Governo está atuando

Mello garante nas manifestações enviadas ao STF que o governo não está sendo omisso no combate à pandemia e que o Executivo tem adotado estratégias com o objetivo de assegurar o acesso a futuras vacinas para a covid-19. Dentre as ações, ele cita a medida provisória assinada por Bolsonaro em agosto que abriu crédito extraordinário no valor de quase R$ 2 bilhões em favor do Ministério da Saúde, para garantir ações necessárias à produção e disponibilização, pela Fiocruz, da vacina de Oxford/AstraZeneca.

“O Poder Executivo da União, longe de manter-se inerte frente aos desafios da atual pandemia, tem atuado de forma coordenada e tecnicamente embasada em inúmeras frentes de ação, efetuando investimentos responsáveis no desenvolvimento de tecnologia para a neutralização de uma crise sanitária sem precedentes”, destaca.

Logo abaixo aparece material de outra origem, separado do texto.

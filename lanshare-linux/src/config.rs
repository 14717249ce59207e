//! Load config from file and environment.

use std::path::{Path, PathBuf};

use anyhow::Context;
use lanshare_core::EngineConfig;
use serde::Deserialize;

/// Host configuration. File: ~/.config/lanshare/config.toml or /etc/lanshare/config.toml.
/// Env overrides: LANSHARE_DISCOVERY_PORT, LANSHARE_TRANSPORT_PORT, LANSHARE_SAVE_PATH,
/// LANSHARE_CHUNK_SIZE_MB, LANSHARE_MAX_CONCURRENT.
#[derive(Debug, Clone, Deserialize)]
#[serde(deny_unknown_fields)]
pub struct Config {
    /// Discovery UDP port (default 45678).
    #[serde(default = "default_discovery_port")]
    pub discovery_port: u16,
    /// Transfer TCP port (default 45679).
    #[serde(default = "default_transport_port")]
    pub transport_port: u16,
    /// Name shown to other devices; defaults to the host name.
    #[serde(default)]
    pub device_name: Option<String>,
    /// Advertised device kind (default "laptop").
    #[serde(default = "default_device_kind")]
    pub device_kind: String,
    #[serde(default)]
    pub engine: EngineConfig,
}

fn default_discovery_port() -> u16 {
    45678
}
fn default_transport_port() -> u16 {
    45679
}
fn default_device_kind() -> String {
    "laptop".to_string()
}

impl Default for Config {
    fn default() -> Self {
        Self {
            discovery_port: default_discovery_port(),
            transport_port: default_transport_port(),
            device_name: None,
            device_kind: default_device_kind(),
            engine: EngineConfig::default(),
        }
    }
}

/// Load config: default, then the first config file found, then env vars.
pub fn load() -> anyhow::Result<Config> {
    let mut c = match config_paths().into_iter().find(|p| p.exists()) {
        Some(path) => load_file(&path)?,
        None => Config::default(),
    };
    apply_env(&mut c, |key| std::env::var(key).ok())?;
    finish(&mut c, home_dir().as_deref());
    c.engine.validate().context("invalid [engine] settings")?;
    Ok(c)
}

pub fn load_file(path: &Path) -> anyhow::Result<Config> {
    let s = std::fs::read_to_string(path)
        .with_context(|| format!("reading {}", path.display()))?;
    toml::from_str(&s).with_context(|| format!("parsing {}", path.display()))
}

fn apply_env(c: &mut Config, var: impl Fn(&str) -> Option<String>) -> anyhow::Result<()> {
    if let Some(s) = var("LANSHARE_DISCOVERY_PORT") {
        c.discovery_port = s.parse().context("LANSHARE_DISCOVERY_PORT")?;
    }
    if let Some(s) = var("LANSHARE_TRANSPORT_PORT") {
        c.transport_port = s.parse().context("LANSHARE_TRANSPORT_PORT")?;
    }
    if let Some(s) = var("LANSHARE_SAVE_PATH") {
        c.engine.save_path = PathBuf::from(s);
    }
    if let Some(s) = var("LANSHARE_CHUNK_SIZE_MB") {
        c.engine.chunk_size_mb = s.parse().context("LANSHARE_CHUNK_SIZE_MB")?;
    }
    if let Some(s) = var("LANSHARE_MAX_CONCURRENT") {
        c.engine.max_concurrent_sessions = s.parse().context("LANSHARE_MAX_CONCURRENT")?;
    }
    Ok(())
}

/// Fill in host-derived defaults.
fn finish(c: &mut Config, home: Option<&Path>) {
    if c.engine.save_path.as_os_str().is_empty() {
        c.engine.save_path = match home {
            Some(h) => h.join("Downloads/LanShare"),
            None => PathBuf::from("LanShare"),
        };
    }
    if c.device_name.as_deref().map_or(true, str::is_empty) {
        c.device_name = Some(host_name());
    }
}

fn home_dir() -> Option<PathBuf> {
    std::env::var_os("HOME").map(PathBuf::from)
}

fn host_name() -> String {
    std::fs::read_to_string("/etc/hostname")
        .ok()
        .map(|s| s.trim().to_string())
        .filter(|s| !s.is_empty())
        .or_else(|| std::env::var("HOSTNAME").ok())
        .unwrap_or_else(|| "linux".to_string())
}

/// Directory for host state (device id).
pub fn state_dir() -> PathBuf {
    match home_dir() {
        Some(h) => h.join(".config/lanshare"),
        None => PathBuf::from(".lanshare"),
    }
}

fn config_paths() -> Vec<PathBuf> {
    let mut out = Vec::new();
    if let Some(h) = home_dir() {
        out.push(h.join(".config/lanshare/config.toml"));
    }
    out.push(PathBuf::from("/etc/lanshare/config.toml"));
    out
}

#[cfg(test)]
mod tests {
    use super::*;
    use std::collections::HashMap;

    #[test]
    fn file_with_engine_table() {
        let dir = tempfile::tempdir().unwrap();
        let path = dir.path().join("config.toml");
        std::fs::write(
            &path,
            r#"
transport_port = 50000
device_name = "den-pc"

[engine]
chunk_size_mb = 4
workers_per_session = 2
"#,
        )
        .unwrap();
        let c = load_file(&path).unwrap();
        assert_eq!(c.transport_port, 50000);
        assert_eq!(c.discovery_port, 45678);
        assert_eq!(c.device_name.as_deref(), Some("den-pc"));
        assert_eq!(c.engine.chunk_size_mb, 4);
        assert_eq!(c.engine.workers_per_session, 2);
        assert_eq!(c.engine.max_concurrent_sessions, 3);
    }

    #[test]
    fn unknown_keys_are_rejected() {
        let dir = tempfile::tempdir().unwrap();
        let path = dir.path().join("config.toml");
        std::fs::write(&path, "proxy_port = 3128\n").unwrap();
        assert!(load_file(&path).is_err());
    }

    #[test]
    fn env_overrides_file_values() {
        let env: HashMap<&str, &str> = [
            ("LANSHARE_TRANSPORT_PORT", "40000"),
            ("LANSHARE_SAVE_PATH", "/srv/incoming"),
            ("LANSHARE_CHUNK_SIZE_MB", "8"),
            ("LANSHARE_MAX_CONCURRENT", "5"),
        ]
        .into_iter()
        .collect();
        let mut c = Config::default();
        apply_env(&mut c, |k| env.get(k).map(|v| v.to_string())).unwrap();
        assert_eq!(c.transport_port, 40000);
        assert_eq!(c.engine.save_path, PathBuf::from("/srv/incoming"));
        assert_eq!(c.engine.chunk_size_mb, 8);
        assert_eq!(c.engine.max_concurrent_sessions, 5);

        let bad: HashMap<&str, &str> = [("LANSHARE_DISCOVERY_PORT", "nope")].into_iter().collect();
        assert!(apply_env(&mut c, |k| bad.get(k).map(|v| v.to_string())).is_err());
    }

    #[test]
    fn save_path_defaults_under_home() {
        let mut c = Config::default();
        finish(&mut c, Some(Path::new("/home/ana")));
        assert_eq!(
            c.engine.save_path,
            PathBuf::from("/home/ana/Downloads/LanShare")
        );
        assert!(c.device_name.is_some());
    }
}
//! Engine-level errors returned across the API boundary.

use crate::chunk::LayoutError;
use crate::config::ConfigError;
use crate::protocol::ReasonCode;
use crate::session::{SessionId, SessionStatus};
use crate::wire::{FrameEncodeError, ProtocolError};

/// Malformed advertisement. Dropped and logged by the registry.
#[derive(Debug, thiserror::Error)]
pub enum DiscoveryError {
    #[error("advertisement {0:?} has no address")]
    MissingAddress(String),
    #[error("advertisement has no identity")]
    MissingIdentity,
}

#[derive(Debug, thiserror::Error)]
pub enum EngineError {
    #[error("peer {0} is unknown or offline")]
    PeerUnavailable(String),
    #[error("no transfer slot available")]
    CapacityExceeded,
    #[error("session {0} not found")]
    SessionNotFound(SessionId),
    #[error("cannot {action} a session that is {from}")]
    InvalidTransition {
        from: SessionStatus,
        action: &'static str,
    },
    #[error("session {0} has no connection attached")]
    NotAttached(SessionId),
    #[error("session {0} transfers in the other direction")]
    WrongDirection(SessionId),
    #[error("chunk {index} failed verification")]
    ChecksumMismatch { index: u32 },
    #[error("protocol error: {0}")]
    Protocol(#[from] ProtocolError),
    #[error("invalid chunk layout: {0}")]
    Layout(#[from] LayoutError),
    #[error("cannot encode frame: {0}")]
    Encode(#[from] FrameEncodeError),
    #[error("peer aborted the transfer: {0}")]
    PeerAborted(ReasonCode),
    #[error("I/O error: {0}")]
    Io(#[from] std::io::Error),
    #[error("invalid configuration: {0}")]
    Config(#[from] ConfigError),
}

impl EngineError {
    /// Reason code to put on the wire or attach to a failed session.
    pub fn reason_code(&self) -> ReasonCode {
        match self {
            EngineError::PeerUnavailable(_) => ReasonCode::PeerUnavailable,
            EngineError::CapacityExceeded => ReasonCode::Busy,
            EngineError::ChecksumMismatch { .. }
            | EngineError::Protocol(ProtocolError::ChecksumMismatch { .. }) => {
                ReasonCode::ChecksumMismatch
            }
            EngineError::Protocol(_) | EngineError::Layout(_) | EngineError::Encode(_) => {
                ReasonCode::Protocol
            }
            EngineError::PeerAborted(code) => *code,
            EngineError::Io(e) if e.kind() == std::io::ErrorKind::TimedOut => ReasonCode::Timeout,
            EngineError::Io(_) => ReasonCode::Io,
            EngineError::SessionNotFound(_)
            | EngineError::InvalidTransition { .. }
            | EngineError::NotAttached(_)
            | EngineError::WrongDirection(_)
            | EngineError::Config(_) => ReasonCode::Unknown,
        }
    }
}

pub type Result<T, E = EngineError> = std::result::Result<T, E>;
//! LAN discovery: UDP multicast beacons, parsed into advertisements for the engine's registry.

use std::collections::BTreeMap;
use std::io;
use std::net::{IpAddr, Ipv4Addr, SocketAddr};
use std::sync::Arc;
use std::time::Duration;

use bincode::Options;
use lanshare_core::discovery::{TXT_ID, TXT_KIND, TXT_MODEL};
use lanshare_core::{Advertisement, Discovery, PeerState, PROTOCOL_VERSION};
use serde::{Deserialize, Serialize};
use socket2::{Domain, Protocol, Socket, Type};
use tokio::net::UdpSocket;
use tokio::task::JoinHandle;
use tracing::{debug, info, warn};

pub const MULTICAST_GROUP: Ipv4Addr = Ipv4Addr::new(239, 255, 60, 61);
const BEACON_INTERVAL: Duration = Duration::from_secs(4);
const MAX_BEACON_LEN: u64 = 1024;

/// Presence announcement sent to the multicast group.
#[derive(Debug, Clone, PartialEq, Eq, Serialize, Deserialize)]
pub struct Beacon {
    pub protocol_version: u8,
    pub device_id: String,
    pub name: String,
    pub model: String,
    pub kind: String,
    /// TCP port transfers are accepted on.
    pub listen_port: u16,
    /// Set on the last beacon before shutdown.
    pub goodbye: bool,
}

fn codec() -> impl Options {
    bincode::DefaultOptions::new().with_limit(MAX_BEACON_LEN)
}

impl Beacon {
    pub fn encode(&self) -> io::Result<Vec<u8>> {
        codec()
            .serialize(self)
            .map_err(|e| io::Error::new(io::ErrorKind::InvalidData, e))
    }

    pub fn decode(bytes: &[u8]) -> Option<Beacon> {
        codec().deserialize(bytes).ok()
    }

    /// Advertisement for a beacon received from `from`.
    pub fn advertisement(&self, from: IpAddr) -> Advertisement {
        let mut txt = BTreeMap::new();
        txt.insert(TXT_ID.to_string(), self.device_id.clone());
        if !self.model.is_empty() {
            txt.insert(TXT_MODEL.to_string(), self.model.clone());
        }
        if !self.kind.is_empty() {
            txt.insert(TXT_KIND.to_string(), self.kind.clone());
        }
        Advertisement {
            service_id: self.device_id.clone(),
            name: self.name.clone(),
            addresses: vec![SocketAddr::new(from, self.listen_port)],
            txt,
        }
    }
}

/// Best-effort hardware model string.
pub fn local_model() -> String {
    std::fs::read_to_string("/sys/devices/virtual/dmi/id/product_name")
        .ok()
        .map(|s| s.trim().to_string())
        .filter(|s| !s.is_empty())
        .unwrap_or_else(|| "linux".to_string())
}

/// Running beacon and listener tasks.
pub struct LanDiscovery {
    socket: Arc<UdpSocket>,
    dest: SocketAddr,
    local: Beacon,
    tasks: Vec<JoinHandle<()>>,
}

impl LanDiscovery {
    /// Join the multicast group on `port`, start beaconing `local` and feed received
    /// beacons into `discovery`.
    pub fn start(discovery: Discovery, local: Beacon, port: u16) -> io::Result<Self> {
        let socket = Arc::new(make_multicast_socket(port)?);
        let dest = SocketAddr::from((MULTICAST_GROUP, port));
        let frame = local.encode()?;
        info!(%dest, device = %local.device_id, "discovery started");

        let beacon_task = {
            let socket = socket.clone();
            let frame = frame.clone();
            tokio::spawn(async move { beacon_loop(socket, frame, dest).await })
        };
        let recv_task = {
            let socket = socket.clone();
            let own_id = local.device_id.clone();
            tokio::spawn(async move { recv_loop(socket, discovery, own_id, frame, dest).await })
        };
        Ok(Self {
            socket,
            dest,
            local,
            tasks: vec![beacon_task, recv_task],
        })
    }

    /// Stop the tasks and tell peers we are leaving.
    pub async fn shutdown(self) {
        for task in &self.tasks {
            task.abort();
        }
        let goodbye = Beacon {
            goodbye: true,
            ..self.local
        };
        match goodbye.encode() {
            Ok(frame) => {
                if let Err(e) = self.socket.send_to(&frame, self.dest).await {
                    debug!(error = %e, "could not send goodbye beacon");
                }
            }
            Err(e) => debug!(error = %e, "could not encode goodbye beacon"),
        }
    }
}

fn make_multicast_socket(port: u16) -> io::Result<UdpSocket> {
    let socket = Socket::new(Domain::IPV4, Type::DGRAM, Some(Protocol::UDP))?;
    // daemon and CLI may share the discovery port on one host
    socket.set_reuse_address(true)?;
    #[cfg(unix)]
    socket.set_reuse_port(true)?;
    socket.set_nonblocking(true)?;
    socket.bind(&SocketAddr::from((Ipv4Addr::UNSPECIFIED, port)).into())?;
    socket.join_multicast_v4(&MULTICAST_GROUP, &Ipv4Addr::UNSPECIFIED)?;
    socket.set_multicast_ttl_v4(1)?;
    socket.set_multicast_loop_v4(true)?;
    UdpSocket::from_std(socket.into())
}

async fn beacon_loop(socket: Arc<UdpSocket>, frame: Vec<u8>, dest: SocketAddr) {
    loop {
        if let Err(e) = socket.send_to(&frame, dest).await {
            warn!(error = %e, "beacon send failed");
        }
        tokio::time::sleep(BEACON_INTERVAL).await;
    }
}

async fn recv_loop(
    socket: Arc<UdpSocket>,
    discovery: Discovery,
    own_id: String,
    frame: Vec<u8>,
    dest: SocketAddr,
) {
    let mut buf = vec![0u8; 2048];
    loop {
        let (n, from) = match socket.recv_from(&mut buf).await {
            Ok(r) => r,
            Err(e) => {
                warn!(error = %e, "discovery receive failed");
                tokio::time::sleep(Duration::from_millis(200)).await;
                continue;
            }
        };
        let Some(beacon) = Beacon::decode(&buf[..n]) else {
            debug!(%from, "ignoring undecodable datagram");
            continue;
        };
        if beacon.protocol_version != PROTOCOL_VERSION || beacon.device_id == own_id {
            continue;
        }
        if beacon.goodbye {
            discovery.ingest_lost(&beacon.device_id).await;
            continue;
        }
        let is_new = discovery
            .get(&beacon.device_id)
            .await
            .map_or(true, |p| p.state == PeerState::Offline);
        if discovery
            .ingest_resolved(&beacon.advertisement(from.ip()))
            .await
            .is_ok()
            && is_new
        {
            // answer at once so the newcomer need not wait a full interval
            if let Err(e) = socket.send_to(&frame, dest).await {
                debug!(error = %e, "beacon reply failed");
            }
        }
    }
}

#[cfg(test)]
mod tests {
    use super::*;
    use lanshare_core::PeerKind;

    fn beacon() -> Beacon {
        Beacon {
            protocol_version: PROTOCOL_VERSION,
            device_id: "7d1c9a4e".into(),
            name: "Den PC".into(),
            model: "ThinkCentre M720".into(),
            kind: "laptop".into(),
            listen_port: 45679,
            goodbye: false,
        }
    }

    #[test]
    fn beacon_decodes_and_rejects_garbage() {
        let b = beacon();
        assert_eq!(Beacon::decode(&b.encode().unwrap()), Some(b));
        assert_eq!(Beacon::decode(&[0xff; 7]), None);
        assert_eq!(Beacon::decode(&[]), None);
    }

    #[test]
    fn advertisement_uses_sender_ip_and_listen_port() {
        let ad = beacon().advertisement("192.168.1.30".parse().unwrap());
        assert_eq!(ad.service_id, "7d1c9a4e");
        assert_eq!(ad.addresses, vec!["192.168.1.30:45679".parse().unwrap()]);
        assert_eq!(ad.txt.get(TXT_ID).map(String::as_str), Some("7d1c9a4e"));
        assert_eq!(ad.txt.get(TXT_KIND).map(String::as_str), Some("laptop"));
    }

    #[tokio::test]
    async fn beacon_feeds_registry() {
        let discovery = Discovery::new(&lanshare_core::EngineConfig::default());
        let ad = beacon().advertisement("10.0.0.8".parse().unwrap());
        discovery.ingest_resolved(&ad).await.unwrap();
        let peer = discovery.get("7d1c9a4e").await.unwrap();
        assert_eq!(peer.display_name, "Den PC");
        assert_eq!(peer.kind, PeerKind::Laptop);
    }
}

“É irrecusável que a pandemia ainda em curso já vitimou milhares de brasileiros, afligindo todos os segmentos da sociedade. Não obstante, o poder público brasileiro tem diligenciado ativamente para ampliar a sua capacidade de atendimento. Ainda que a execução da política administrativa não seja infalível ou imune a críticas, ela certamente não é inconstitucional, e enquadrá-la dessa forma pode criar mais dificuldades do que soluções”, acrescenta.

Separação dos poderes

De acordo com Mello, os pedidos elaborados pelos partidos são “uma clara tentativa de transferência de competências decisórias sobre saúde para o Poder Judiciário”. Ele também aponta que “esse tipo de pretensão de reconfiguração de políticas públicas está em contravenção com a própria leitura que essa Suprema Corte tem feito sobre o princípio da separação dos poderes”.

“Segundo a jurisprudência desse Supremo Tribunal Federal, nem mesmo o constituinte estadual possui autoridade para elaborar esquemas de planejamento administrativo que imponham prazos rígidos ao Poder Executivo. Em diversos julgados, o Plenário desse Supremo Tribunal Federal invalidou normas constitucionais locais que exigiam elaboração de planos por parte do Legislativo, por entender que determinações dessa natureza colocariam em descrédito a reserva de administração e os poderes de iniciativa dos governadores estaduais”, pontua.

Nos documentos, Mello ainda aponta que “é preciso ressaltar, a propósito, que as atribuições concernentes à implementação de políticas públicas, como as ora demandadas do Poder Judiciário, inserem-se, em sua totalidade, rigorosamente dentro da margem de atuação do Poder Executivo, de modo que eventual intervenção judicial no referido mister representaria indiscutível malferimento ao basilar princípio da separação dos poderes”.